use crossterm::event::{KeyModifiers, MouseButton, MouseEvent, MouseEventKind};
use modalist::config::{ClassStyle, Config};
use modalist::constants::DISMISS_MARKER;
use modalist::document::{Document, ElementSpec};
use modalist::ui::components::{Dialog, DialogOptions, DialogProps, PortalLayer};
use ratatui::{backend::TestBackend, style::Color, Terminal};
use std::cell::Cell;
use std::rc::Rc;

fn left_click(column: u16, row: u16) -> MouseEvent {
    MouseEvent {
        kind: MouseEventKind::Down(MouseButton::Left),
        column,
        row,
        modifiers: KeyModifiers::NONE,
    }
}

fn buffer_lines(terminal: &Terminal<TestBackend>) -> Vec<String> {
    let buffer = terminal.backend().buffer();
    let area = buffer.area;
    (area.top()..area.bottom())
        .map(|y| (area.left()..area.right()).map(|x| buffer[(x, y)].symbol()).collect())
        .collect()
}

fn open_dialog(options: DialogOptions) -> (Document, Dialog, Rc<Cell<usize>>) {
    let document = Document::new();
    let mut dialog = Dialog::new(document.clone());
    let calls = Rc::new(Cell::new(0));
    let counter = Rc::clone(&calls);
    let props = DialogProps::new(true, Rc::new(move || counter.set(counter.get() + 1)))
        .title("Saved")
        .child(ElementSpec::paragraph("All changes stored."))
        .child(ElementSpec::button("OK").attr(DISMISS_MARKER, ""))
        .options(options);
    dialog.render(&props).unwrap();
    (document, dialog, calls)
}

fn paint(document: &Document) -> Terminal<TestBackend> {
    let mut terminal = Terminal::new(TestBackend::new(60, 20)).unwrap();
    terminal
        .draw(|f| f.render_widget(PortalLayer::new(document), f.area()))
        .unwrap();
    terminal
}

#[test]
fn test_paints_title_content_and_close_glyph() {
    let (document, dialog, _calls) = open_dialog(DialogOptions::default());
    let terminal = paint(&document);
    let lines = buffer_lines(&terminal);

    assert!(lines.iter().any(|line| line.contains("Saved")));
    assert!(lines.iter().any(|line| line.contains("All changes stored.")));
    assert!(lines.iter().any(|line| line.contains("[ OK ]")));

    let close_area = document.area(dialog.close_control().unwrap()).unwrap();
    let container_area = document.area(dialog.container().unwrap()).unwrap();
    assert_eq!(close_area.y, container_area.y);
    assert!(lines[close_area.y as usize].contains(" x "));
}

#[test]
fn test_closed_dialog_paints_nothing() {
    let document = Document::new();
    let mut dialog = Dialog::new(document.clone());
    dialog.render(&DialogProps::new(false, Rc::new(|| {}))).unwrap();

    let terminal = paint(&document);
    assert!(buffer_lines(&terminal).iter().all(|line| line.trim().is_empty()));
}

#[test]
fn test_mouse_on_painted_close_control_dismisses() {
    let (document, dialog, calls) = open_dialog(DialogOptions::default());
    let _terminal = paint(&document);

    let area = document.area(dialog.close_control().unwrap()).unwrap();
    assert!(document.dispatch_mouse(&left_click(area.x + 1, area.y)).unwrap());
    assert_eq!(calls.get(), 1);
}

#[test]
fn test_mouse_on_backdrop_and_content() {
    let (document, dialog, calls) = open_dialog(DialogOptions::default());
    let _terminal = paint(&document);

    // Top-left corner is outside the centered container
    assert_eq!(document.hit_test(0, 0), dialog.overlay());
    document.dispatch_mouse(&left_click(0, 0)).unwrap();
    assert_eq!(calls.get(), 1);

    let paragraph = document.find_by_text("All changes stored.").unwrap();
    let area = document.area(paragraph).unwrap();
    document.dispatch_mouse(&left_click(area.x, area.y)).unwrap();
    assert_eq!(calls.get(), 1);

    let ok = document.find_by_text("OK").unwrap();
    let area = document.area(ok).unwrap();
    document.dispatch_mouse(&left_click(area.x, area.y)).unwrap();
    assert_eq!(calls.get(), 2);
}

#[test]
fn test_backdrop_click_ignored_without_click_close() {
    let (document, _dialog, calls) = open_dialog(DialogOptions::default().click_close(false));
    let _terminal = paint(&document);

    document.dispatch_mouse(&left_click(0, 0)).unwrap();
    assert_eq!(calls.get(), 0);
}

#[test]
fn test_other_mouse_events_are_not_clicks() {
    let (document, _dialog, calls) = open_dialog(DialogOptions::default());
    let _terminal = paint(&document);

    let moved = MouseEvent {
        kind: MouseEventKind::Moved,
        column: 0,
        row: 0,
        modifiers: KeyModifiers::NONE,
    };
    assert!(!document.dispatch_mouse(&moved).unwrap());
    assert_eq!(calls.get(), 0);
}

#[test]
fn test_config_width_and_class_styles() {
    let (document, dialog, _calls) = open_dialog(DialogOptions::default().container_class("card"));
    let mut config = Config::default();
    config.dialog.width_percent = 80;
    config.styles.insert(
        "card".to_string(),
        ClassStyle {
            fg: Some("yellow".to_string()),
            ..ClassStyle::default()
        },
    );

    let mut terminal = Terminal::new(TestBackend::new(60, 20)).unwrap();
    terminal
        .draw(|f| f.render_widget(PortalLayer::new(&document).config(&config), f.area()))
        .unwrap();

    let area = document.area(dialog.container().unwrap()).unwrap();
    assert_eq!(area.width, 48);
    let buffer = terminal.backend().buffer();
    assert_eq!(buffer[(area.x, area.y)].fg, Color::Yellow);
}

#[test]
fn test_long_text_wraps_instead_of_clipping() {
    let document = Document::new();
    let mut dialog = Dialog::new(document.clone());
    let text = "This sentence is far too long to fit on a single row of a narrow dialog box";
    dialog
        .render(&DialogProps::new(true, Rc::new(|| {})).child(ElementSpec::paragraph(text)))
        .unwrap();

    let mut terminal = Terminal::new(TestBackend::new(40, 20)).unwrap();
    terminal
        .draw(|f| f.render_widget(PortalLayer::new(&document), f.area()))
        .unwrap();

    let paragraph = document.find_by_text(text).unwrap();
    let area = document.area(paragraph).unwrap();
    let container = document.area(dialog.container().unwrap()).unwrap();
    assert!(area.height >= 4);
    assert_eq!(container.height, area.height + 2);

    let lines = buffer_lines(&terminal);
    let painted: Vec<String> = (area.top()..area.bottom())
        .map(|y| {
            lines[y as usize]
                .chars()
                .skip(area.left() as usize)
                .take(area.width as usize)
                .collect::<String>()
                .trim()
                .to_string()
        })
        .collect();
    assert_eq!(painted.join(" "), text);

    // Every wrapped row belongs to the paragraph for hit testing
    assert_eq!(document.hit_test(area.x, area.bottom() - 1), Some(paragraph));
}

######

▶ _WORK REQUIRED_: The expected answer is a copy of each line above containing "Color".

▶ _OUTPUT_:
use ratatui::{backend::TestBackend, style::Color, Terminal};
    assert_eq!(buffer[(area.x, area.y)].fg, Color::Yellow);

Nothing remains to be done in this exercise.